(Stored items)
----
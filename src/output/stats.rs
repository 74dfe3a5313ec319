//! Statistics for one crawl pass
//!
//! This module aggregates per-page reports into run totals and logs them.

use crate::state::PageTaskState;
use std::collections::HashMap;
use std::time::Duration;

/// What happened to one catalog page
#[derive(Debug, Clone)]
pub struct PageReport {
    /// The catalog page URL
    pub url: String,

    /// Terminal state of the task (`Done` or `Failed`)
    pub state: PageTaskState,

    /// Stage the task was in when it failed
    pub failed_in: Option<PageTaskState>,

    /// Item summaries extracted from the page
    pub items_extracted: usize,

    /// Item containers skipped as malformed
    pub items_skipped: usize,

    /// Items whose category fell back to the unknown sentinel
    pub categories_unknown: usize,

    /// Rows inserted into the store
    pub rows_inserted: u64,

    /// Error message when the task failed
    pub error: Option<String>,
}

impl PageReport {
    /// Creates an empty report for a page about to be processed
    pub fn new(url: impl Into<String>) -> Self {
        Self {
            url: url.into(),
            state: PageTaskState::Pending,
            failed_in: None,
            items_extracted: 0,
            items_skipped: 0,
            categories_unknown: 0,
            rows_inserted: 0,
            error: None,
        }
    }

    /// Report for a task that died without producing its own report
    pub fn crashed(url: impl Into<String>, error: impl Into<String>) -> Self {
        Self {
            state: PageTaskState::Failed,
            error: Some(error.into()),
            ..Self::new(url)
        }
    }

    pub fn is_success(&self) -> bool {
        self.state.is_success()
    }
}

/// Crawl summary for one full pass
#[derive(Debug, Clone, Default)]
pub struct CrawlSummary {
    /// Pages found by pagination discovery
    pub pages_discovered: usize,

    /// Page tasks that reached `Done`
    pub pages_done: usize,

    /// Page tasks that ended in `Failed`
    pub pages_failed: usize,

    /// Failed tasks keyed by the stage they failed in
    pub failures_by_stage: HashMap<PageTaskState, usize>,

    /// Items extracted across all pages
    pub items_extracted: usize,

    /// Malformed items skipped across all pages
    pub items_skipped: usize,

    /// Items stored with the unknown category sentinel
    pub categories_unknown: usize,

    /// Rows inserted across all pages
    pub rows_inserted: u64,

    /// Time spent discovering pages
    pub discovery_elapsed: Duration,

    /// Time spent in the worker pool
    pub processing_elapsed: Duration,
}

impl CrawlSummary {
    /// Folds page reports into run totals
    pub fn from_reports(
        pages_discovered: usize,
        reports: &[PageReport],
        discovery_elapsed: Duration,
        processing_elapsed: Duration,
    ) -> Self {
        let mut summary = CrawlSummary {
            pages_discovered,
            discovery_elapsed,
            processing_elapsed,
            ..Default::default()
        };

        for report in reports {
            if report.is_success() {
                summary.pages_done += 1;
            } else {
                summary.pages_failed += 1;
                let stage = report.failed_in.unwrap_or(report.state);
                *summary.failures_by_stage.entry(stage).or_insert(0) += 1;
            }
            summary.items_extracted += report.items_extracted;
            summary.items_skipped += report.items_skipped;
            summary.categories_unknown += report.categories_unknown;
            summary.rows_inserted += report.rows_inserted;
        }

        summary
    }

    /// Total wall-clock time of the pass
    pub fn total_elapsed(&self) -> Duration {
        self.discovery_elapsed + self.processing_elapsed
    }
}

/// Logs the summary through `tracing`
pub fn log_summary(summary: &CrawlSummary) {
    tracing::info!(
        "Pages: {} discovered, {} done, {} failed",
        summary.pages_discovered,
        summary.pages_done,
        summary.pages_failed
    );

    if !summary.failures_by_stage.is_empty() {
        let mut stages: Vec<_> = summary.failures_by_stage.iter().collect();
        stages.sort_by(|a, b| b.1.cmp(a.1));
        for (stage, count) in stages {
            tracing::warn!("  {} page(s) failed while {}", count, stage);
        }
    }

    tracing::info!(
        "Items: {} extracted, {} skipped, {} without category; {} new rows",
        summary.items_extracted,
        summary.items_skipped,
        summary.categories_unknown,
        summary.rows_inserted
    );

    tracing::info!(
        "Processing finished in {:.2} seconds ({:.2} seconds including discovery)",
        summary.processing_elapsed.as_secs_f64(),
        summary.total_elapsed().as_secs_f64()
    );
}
----
## EXERCISE
Look through the entries above and report each line where the string "across" occurs.

## RESULT OF THE EXERCISE
    /// Items extracted across all pages
    /// Malformed items skipped across all pages
    /// Rows inserted across all pages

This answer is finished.